Rust library for scraping HTML using XPath expressions
MIT License
31 stars 4 forks source link

HTML document parsing should handle malformed input #13

Closed Mordinel closed 1 year ago

Mordinel commented 1 year ago

As this works right now, if the parser is fed a malformed or an incomplete HTML document, we get an error such as EndTagMismatch.

If this is to be used for real-world web scraping, it needs to be able to parse imperfect HTML structures, given that HTML encountered on the web is often malformed or incomplete in various ways.

To handle these scenarios, the parser should gracefully fail in such a way that allows users of the parser to access and extract valuable information from partially parsed documents.

James-LG commented 1 year ago

I agree, and it's a trivial change to make the parser ignore the end tag name, however that can result in potentially unexpected behaviour.

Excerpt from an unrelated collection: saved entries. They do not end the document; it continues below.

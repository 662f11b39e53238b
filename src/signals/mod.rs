//! In-process signals fired by the sync engine.
//!
//! Hosts subscribe callbacks to observe per-view outcomes (for cache
//! invalidation, metrics, or follow-up refreshes) without coupling to the
//! syncer itself.

use crate::ddl::SyncStatus;

/// Fired once per view that went through a sync pass.
#[derive(Debug, Clone)]
pub struct ViewSynced {
    /// Logical name of the view.
    pub view: String,
    pub status: SyncStatus,
    /// False when the database object was already up to date.
    pub has_changed: bool,
    pub update: bool,
    pub force: bool,
    /// Database alias the pass ran against.
    pub using: String,
}

/// Fired once after a sync pass settled every declared view.
#[derive(Debug, Clone)]
pub struct AllViewsSynced {
    pub using: String,
}

type ViewSyncedCallback = Box<dyn Fn(&ViewSynced) + Send + Sync>;
type AllViewsSyncedCallback = Box<dyn Fn(&AllViewsSynced) + Send + Sync>;

/// Subscriber registry for sync signals.
#[derive(Default)]
pub struct SignalHub {
    view_synced: Vec<ViewSyncedCallback>,
    all_views_synced: Vec<AllViewsSyncedCallback>,
}

impl SignalHub {
    pub fn new() -> Self {
        Self::default()
    }

    pub fn on_view_synced<F>(&mut self, callback: F)
    where
        F: Fn(&ViewSynced) + Send + Sync + 'static,
    {
        self.view_synced.push(Box::new(callback));
    }

    pub fn on_all_views_synced<F>(&mut self, callback: F)
    where
        F: Fn(&AllViewsSynced) + Send + Sync + 'static,
    {
        self.all_views_synced.push(Box::new(callback));
    }

    pub(crate) fn send_view_synced(&self, event: &ViewSynced) {
        for callback in &self.view_synced {
            callback(event);
        }
    }

    pub(crate) fn send_all_views_synced(&self, event: &AllViewsSynced) {
        for callback in &self.all_views_synced {
            callback(event);
        }
    }
}

impl std::fmt::Debug for SignalHub {
    fn fmt(&self, f: &mut std::fmt::Formatter<'_>) -> std::fmt::Result {
        f.debug_struct("SignalHub")
            .field("view_synced", &self.view_synced.len())
            .field("all_views_synced", &self.all_views_synced.len())
            .finish()
    }
}
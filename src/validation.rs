//! Validation for names that end up interpolated into DDL.
//!
//! Relation names and index column lists come from view declarations, not
//! from users at runtime, but they are still checked against PostgreSQL
//! identifier rules before any statement is built from them.

use once_cell::sync::Lazy;
use regex::Regex;

use crate::error::{ViewError, ViewResult};

static IDENTIFIER_RE: Lazy<Regex> =
    Lazy::new(|| Regex::new(r"^[A-Za-z_][A-Za-z0-9_]*$").expect("identifier regex"));

/// Validate a single unqualified PostgreSQL identifier.
pub fn validate_identifier(identifier: &str, name: &str) -> ViewResult<()> {
    if IDENTIFIER_RE.is_match(identifier) {
        Ok(())
    } else {
        Err(ViewError::InvalidRelationName {
            name: name.to_string(),
            reason: format!("'{identifier}' is not a valid identifier"),
        })
    }
}

/// Validate a relation name, optionally qualified as `schema.name`.
pub fn validate_relation_name(relation: &str) -> ViewResult<()> {
    let mut parts = relation.split('.');
    match (parts.next(), parts.next(), parts.next()) {
        (Some(name), None, None) => validate_identifier(name, relation),
        (Some(schema), Some(name), None) => {
            validate_identifier(schema, relation)?;
            validate_identifier(name, relation)
        }
        _ => Err(ViewError::InvalidRelationName {
            name: relation.to_string(),
            reason: "expected 'name' or 'schema.name'".to_string(),
        }),
    }
}

/// Validate a comma-separated list of column identifiers, as declared for a
/// concurrent-refresh index.
pub fn validate_column_list(columns: &str) -> ViewResult<()> {
    if columns.trim().is_empty() {
        return Err(ViewError::InvalidColumnList {
            columns: columns.to_string(),
            reason: "column list is empty".to_string(),
        });
    }
    for column in columns.split(',') {
        if !IDENTIFIER_RE.is_match(column.trim()) {
            return Err(ViewError::InvalidColumnList {
                columns: columns.to_string(),
                reason: format!("'{}' is not a valid column name", column.trim()),
            });
        }
    }
    Ok(())
}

Take for example this HTML

<body>
  <div>
    lorem
    <span>ipsum <!-- missing </span> -->
    dolor
  </div>
  sit
</body>

By ignoring the mismatched end tag 'ipsum', 'dolor', and 'sit' all end up in the <span> because the entire document is nested one too many times. A different approach might be to assume an extra matching end tag once a mismatch is encountered like so

<body>
  <div>
    lorem
    <span>ipsum <!-- missing </span> -->
    dolor
    </span> <!-- Added by the parser when </div> was encountered, since it doesn't match <span> -->
  </div>
  sit
</body>

With the second approach 'ipsum' and 'dolor' are both still in the span, but now the rest of the document should be at the correct indentation level, and 'sit' is once again in the <body> tag.

One approach might be produce better results in the average case over random pages on the internet, but I don't think either is technically "more correct".


So I think that means malformed input handling needs to be extensible somehow, so different types of handling can be selected by users and added to this project over time.

I'll try to put up a quicker fix for the first approach since it should be trivial even if it's not my favourite.